### Task material ###
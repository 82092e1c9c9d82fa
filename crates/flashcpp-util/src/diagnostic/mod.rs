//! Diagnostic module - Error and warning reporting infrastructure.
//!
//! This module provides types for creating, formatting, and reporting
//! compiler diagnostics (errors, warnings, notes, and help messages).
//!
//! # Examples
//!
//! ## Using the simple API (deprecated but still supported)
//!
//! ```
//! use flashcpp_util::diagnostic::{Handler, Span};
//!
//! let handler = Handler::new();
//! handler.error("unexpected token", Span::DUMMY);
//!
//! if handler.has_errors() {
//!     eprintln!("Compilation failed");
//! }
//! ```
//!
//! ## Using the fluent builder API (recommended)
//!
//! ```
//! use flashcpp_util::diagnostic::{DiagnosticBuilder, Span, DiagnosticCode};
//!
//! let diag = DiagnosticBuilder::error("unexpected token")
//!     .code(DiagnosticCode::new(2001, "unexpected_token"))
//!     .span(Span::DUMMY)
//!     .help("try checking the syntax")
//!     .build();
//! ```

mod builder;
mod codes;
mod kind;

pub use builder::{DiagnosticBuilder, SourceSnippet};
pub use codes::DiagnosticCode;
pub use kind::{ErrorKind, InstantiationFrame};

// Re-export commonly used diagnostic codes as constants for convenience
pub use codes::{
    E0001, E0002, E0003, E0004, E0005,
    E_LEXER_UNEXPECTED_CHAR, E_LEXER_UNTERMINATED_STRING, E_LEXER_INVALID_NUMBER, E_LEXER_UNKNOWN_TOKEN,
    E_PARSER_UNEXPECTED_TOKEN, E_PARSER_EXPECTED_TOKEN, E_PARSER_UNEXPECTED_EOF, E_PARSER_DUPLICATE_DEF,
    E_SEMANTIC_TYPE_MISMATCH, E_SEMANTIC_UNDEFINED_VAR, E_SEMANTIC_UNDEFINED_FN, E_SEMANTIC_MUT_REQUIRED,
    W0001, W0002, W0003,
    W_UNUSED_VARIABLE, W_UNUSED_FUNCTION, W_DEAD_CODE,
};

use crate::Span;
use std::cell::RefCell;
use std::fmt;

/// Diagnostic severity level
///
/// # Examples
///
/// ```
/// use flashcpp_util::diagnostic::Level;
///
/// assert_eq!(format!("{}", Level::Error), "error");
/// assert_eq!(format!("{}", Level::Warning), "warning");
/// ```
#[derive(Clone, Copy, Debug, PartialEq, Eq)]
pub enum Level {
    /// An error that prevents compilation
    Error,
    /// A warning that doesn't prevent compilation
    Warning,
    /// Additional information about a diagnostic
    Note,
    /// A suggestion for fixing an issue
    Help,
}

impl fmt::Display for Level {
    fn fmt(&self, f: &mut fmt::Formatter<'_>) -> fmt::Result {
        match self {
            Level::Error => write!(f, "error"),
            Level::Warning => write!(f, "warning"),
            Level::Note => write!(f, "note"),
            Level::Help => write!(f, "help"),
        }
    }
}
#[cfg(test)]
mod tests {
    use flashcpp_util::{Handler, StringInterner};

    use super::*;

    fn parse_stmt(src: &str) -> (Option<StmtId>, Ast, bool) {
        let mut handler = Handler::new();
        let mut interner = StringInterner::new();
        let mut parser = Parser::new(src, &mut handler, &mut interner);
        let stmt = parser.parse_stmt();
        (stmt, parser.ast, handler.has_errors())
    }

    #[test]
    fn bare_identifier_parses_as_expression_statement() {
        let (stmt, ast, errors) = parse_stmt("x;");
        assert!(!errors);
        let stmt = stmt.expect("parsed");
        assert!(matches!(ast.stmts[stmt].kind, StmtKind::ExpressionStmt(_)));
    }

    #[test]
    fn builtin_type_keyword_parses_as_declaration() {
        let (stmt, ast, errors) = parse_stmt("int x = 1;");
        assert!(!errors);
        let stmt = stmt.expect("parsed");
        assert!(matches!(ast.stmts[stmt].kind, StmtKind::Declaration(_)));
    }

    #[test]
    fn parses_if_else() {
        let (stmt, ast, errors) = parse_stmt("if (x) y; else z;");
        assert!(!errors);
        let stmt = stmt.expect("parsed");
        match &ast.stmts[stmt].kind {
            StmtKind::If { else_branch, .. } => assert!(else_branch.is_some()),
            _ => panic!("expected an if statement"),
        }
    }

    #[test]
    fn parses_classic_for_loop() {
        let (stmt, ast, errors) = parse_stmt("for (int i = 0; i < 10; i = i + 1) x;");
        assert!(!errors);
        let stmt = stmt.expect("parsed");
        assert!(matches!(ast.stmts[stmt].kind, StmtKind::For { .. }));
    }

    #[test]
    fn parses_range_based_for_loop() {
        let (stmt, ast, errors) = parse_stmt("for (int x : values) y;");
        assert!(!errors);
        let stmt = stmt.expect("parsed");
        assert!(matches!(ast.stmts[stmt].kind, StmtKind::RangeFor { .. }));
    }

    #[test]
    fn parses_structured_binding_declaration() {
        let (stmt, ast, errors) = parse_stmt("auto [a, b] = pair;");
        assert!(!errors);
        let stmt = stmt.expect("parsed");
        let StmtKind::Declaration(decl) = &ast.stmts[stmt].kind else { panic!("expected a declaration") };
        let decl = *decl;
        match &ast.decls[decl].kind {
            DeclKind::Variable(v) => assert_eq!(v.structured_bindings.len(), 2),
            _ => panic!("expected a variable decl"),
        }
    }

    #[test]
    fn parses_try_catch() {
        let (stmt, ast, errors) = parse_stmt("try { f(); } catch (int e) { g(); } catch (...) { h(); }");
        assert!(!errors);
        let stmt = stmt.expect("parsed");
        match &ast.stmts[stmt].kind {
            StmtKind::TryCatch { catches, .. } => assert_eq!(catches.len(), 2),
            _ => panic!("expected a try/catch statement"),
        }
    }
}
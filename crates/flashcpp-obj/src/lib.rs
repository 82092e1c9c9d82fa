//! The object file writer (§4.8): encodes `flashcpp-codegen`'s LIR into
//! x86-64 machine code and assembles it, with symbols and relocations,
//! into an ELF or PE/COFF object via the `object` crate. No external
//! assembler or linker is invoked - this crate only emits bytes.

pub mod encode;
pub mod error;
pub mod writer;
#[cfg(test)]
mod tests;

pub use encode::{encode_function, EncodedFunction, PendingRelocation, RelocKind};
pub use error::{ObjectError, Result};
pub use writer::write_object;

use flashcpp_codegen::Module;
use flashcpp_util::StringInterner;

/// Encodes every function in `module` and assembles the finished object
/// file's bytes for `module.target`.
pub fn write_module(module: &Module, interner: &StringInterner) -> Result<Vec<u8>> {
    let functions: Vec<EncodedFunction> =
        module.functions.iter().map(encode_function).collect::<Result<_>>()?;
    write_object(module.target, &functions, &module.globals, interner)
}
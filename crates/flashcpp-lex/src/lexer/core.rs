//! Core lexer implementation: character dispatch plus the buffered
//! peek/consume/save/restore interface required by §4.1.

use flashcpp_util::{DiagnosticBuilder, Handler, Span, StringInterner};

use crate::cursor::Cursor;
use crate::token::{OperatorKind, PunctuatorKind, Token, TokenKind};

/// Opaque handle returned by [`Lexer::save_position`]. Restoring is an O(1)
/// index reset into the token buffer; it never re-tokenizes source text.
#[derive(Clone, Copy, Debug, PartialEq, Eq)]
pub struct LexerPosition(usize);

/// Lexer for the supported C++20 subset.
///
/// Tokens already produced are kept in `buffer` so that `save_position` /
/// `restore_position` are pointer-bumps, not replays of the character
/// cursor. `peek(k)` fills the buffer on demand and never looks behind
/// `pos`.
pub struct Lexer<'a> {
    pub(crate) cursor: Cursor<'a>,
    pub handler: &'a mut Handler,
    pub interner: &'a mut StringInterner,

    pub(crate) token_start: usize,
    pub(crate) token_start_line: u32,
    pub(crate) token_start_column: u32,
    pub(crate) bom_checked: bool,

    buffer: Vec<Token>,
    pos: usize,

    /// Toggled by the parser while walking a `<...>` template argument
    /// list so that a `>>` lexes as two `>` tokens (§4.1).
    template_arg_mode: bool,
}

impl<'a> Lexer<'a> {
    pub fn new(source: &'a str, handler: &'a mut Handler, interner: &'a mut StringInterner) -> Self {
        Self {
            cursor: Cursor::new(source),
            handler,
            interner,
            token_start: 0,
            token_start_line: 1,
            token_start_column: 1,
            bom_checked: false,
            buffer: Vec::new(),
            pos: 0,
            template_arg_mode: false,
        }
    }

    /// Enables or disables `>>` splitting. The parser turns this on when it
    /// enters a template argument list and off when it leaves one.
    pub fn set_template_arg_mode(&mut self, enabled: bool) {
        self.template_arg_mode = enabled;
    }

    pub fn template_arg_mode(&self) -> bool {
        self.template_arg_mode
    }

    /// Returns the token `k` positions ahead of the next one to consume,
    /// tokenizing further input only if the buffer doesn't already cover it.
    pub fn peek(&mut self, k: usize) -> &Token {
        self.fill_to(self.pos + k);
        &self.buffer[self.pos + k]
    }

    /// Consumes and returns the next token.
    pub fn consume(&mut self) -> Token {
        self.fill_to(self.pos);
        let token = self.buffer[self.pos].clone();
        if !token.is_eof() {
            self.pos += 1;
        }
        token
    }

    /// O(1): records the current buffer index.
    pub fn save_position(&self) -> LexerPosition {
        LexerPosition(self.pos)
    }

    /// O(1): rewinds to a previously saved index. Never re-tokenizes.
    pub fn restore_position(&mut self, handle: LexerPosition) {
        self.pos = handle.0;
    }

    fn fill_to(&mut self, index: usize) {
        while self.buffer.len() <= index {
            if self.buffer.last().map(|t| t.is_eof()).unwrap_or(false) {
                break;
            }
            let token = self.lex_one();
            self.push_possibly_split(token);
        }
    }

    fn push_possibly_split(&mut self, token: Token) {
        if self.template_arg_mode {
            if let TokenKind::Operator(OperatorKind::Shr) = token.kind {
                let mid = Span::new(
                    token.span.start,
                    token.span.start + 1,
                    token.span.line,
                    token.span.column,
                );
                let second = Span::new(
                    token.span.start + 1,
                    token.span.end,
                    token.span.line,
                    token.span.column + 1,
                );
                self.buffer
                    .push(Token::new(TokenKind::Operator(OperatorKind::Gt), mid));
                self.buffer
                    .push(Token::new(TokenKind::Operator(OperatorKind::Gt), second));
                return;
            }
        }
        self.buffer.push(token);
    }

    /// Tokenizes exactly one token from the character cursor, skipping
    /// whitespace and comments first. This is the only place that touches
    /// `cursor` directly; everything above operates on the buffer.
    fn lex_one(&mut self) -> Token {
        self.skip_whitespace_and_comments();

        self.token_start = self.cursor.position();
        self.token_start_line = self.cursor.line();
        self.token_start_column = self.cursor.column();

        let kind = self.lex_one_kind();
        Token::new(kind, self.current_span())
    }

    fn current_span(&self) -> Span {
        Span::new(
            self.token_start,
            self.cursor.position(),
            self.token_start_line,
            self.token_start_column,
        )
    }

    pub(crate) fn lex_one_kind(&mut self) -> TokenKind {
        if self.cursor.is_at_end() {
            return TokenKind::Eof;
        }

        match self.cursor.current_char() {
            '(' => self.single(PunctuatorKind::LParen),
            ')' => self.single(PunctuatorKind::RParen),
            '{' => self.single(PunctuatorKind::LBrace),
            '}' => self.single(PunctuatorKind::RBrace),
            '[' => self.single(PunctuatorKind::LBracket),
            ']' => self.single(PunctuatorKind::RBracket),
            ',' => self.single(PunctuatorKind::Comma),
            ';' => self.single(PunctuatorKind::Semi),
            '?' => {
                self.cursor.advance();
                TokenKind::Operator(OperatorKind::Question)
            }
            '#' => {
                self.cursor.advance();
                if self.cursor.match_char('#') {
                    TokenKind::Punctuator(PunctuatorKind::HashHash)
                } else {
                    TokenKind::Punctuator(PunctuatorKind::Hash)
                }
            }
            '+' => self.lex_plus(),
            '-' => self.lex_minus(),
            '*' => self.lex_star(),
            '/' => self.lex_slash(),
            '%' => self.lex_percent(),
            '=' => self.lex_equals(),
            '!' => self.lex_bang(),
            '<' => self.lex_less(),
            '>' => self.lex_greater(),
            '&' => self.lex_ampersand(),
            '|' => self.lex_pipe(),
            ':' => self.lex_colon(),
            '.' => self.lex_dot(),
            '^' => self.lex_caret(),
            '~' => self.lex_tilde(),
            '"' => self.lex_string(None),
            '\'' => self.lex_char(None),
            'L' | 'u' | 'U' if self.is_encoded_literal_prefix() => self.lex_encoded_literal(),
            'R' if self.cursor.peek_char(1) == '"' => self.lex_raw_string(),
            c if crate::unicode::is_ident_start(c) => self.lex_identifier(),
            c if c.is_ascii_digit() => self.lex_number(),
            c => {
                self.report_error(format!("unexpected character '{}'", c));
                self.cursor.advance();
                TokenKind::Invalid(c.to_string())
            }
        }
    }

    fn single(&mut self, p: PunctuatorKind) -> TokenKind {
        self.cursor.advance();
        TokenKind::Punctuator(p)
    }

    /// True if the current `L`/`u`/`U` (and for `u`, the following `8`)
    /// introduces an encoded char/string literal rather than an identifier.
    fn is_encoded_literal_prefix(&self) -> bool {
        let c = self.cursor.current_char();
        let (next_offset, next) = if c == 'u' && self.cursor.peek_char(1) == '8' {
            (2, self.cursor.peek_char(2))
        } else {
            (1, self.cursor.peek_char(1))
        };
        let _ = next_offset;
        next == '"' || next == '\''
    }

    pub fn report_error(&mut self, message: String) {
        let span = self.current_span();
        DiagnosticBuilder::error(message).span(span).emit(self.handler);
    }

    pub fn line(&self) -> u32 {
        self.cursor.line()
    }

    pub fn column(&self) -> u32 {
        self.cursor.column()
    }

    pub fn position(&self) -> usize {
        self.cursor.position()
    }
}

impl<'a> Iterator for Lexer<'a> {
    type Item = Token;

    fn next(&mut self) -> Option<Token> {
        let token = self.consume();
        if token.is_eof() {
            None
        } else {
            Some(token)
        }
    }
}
###
(What needs to be done) Wherever the word "DiagnosticCode" occurs in the data above, copy the line it sits in.

(Task result)
//! use flashcpp_util::diagnostic::{DiagnosticBuilder, Span, DiagnosticCode};
//!     .code(DiagnosticCode::new(2001, "unexpected_token"))
pub use codes::DiagnosticCode;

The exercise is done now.